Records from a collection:
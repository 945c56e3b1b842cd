//! Map builtins. Keys are strings.

use std::collections::BTreeMap;

use fig_ir::{wrap, NativeError, Primitive, Value};

use crate::args;

/// Insert `key value` pairs from `pairs` into `entries`.
fn insert_pairs(
    builtin: &str,
    entries: &mut BTreeMap<String, Value>,
    pairs: &[Primitive],
) -> Result<(), NativeError> {
    for pair in pairs.chunks(2) {
        let [key, value] = pair else {
            return Err(NativeError::new(format!(
                "{builtin} expects keys and values in pairs"
            )));
        };
        let key = args::string(builtin, key)?;
        entries.insert(key.to_string(), wrap(value.clone())?);
    }
    Ok(())
}

/// `(mapping key value ...)`
pub(crate) fn mapping(args: &[Primitive]) -> Result<Value, NativeError> {
    let mut entries = BTreeMap::new();
    insert_pairs("mapping", &mut entries, args)?;
    Ok(Value::map(entries))
}

/// `(assoc map key value ...)`: a copy of `map` with the pairs added.
pub(crate) fn assoc(args: &[Primitive]) -> Result<Value, NativeError> {
    args::at_least("assoc", args, 3)?;
    let existing = args::map("assoc", &args[0])?;
    let mut entries = existing
        .iter()
        .map(|(key, value)| Ok((key.clone(), wrap(value.clone())?)))
        .collect::<Result<BTreeMap<_, _>, NativeError>>()?;
    insert_pairs("assoc", &mut entries, &args[1..])?;
    Ok(Value::map(entries))
}

pub(crate) fn get(args: &[Primitive]) -> Result<Value, NativeError> {
    args::exactly("get", args, 2)?;
    let entries = args::map("get", &args[0])?;
    let key = args::string("get", &args[1])?;
    let value = entries
        .get(key)
        .ok_or_else(|| NativeError::new(format!("get: key {key:?} not found in map")))?;
    Ok(wrap(value.clone())?)
}

/// Sorted list of keys.
pub(crate) fn keys(args: &[Primitive]) -> Result<Value, NativeError> {
    args::exactly("keys", args, 1)?;
    let entries = args::map("keys", &args[0])?;
    Ok(Value::list(entries.keys().map(Value::string).collect()))
}
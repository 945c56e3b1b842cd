//! `InterpreterBuilder` for configuring an [`Interpreter`].

use fig_ir::Environment;
use fig_stdlib::{standard_library, stdout_handler, SharedPrintHandler};

use super::Interpreter;

/// Builder for [`Interpreter`].
///
/// Defaults: empty starting environment, standard library preloaded,
/// `print` writing to stdout.
pub struct InterpreterBuilder {
    env: Option<Environment>,
    preload_stdlib: bool,
    print_handler: Option<SharedPrintHandler>,
}

impl InterpreterBuilder {
    pub fn new() -> Self {
        InterpreterBuilder {
            env: None,
            preload_stdlib: true,
            print_handler: None,
        }
    }

    /// Set the starting environment.
    #[must_use]
    pub fn env(mut self, env: Environment) -> Self {
        self.env = Some(env);
        self
    }

    /// Whether to install the standard library over the starting
    /// environment.
    #[must_use]
    pub fn stdlib(mut self, preload: bool) -> Self {
        self.preload_stdlib = preload;
        self
    }

    /// Set the destination of the `print` builtin.
    #[must_use]
    pub fn print_handler(mut self, handler: SharedPrintHandler) -> Self {
        self.print_handler = Some(handler);
        self
    }

    pub fn build(self) -> Interpreter {
        let print_handler = self.print_handler.unwrap_or_else(stdout_handler);
        let stdlib = self
            .preload_stdlib
            .then(|| standard_library(print_handler.clone()));
        let mut interpreter = Interpreter {
            env: self.env.unwrap_or_default(),
            stdlib,
            print_handler,
        };
        interpreter.install_stdlib();
        interpreter
    }
}

impl Default for InterpreterBuilder {
    fn default() -> Self {
        Self::new()
    }
}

**REQUIRED ACTION**:
Copy each line of the records that has "existing" in it.

**RESULT OF THIS TASK**:
    let existing = args::map("assoc", &args[0])?;
    let mut entries = existing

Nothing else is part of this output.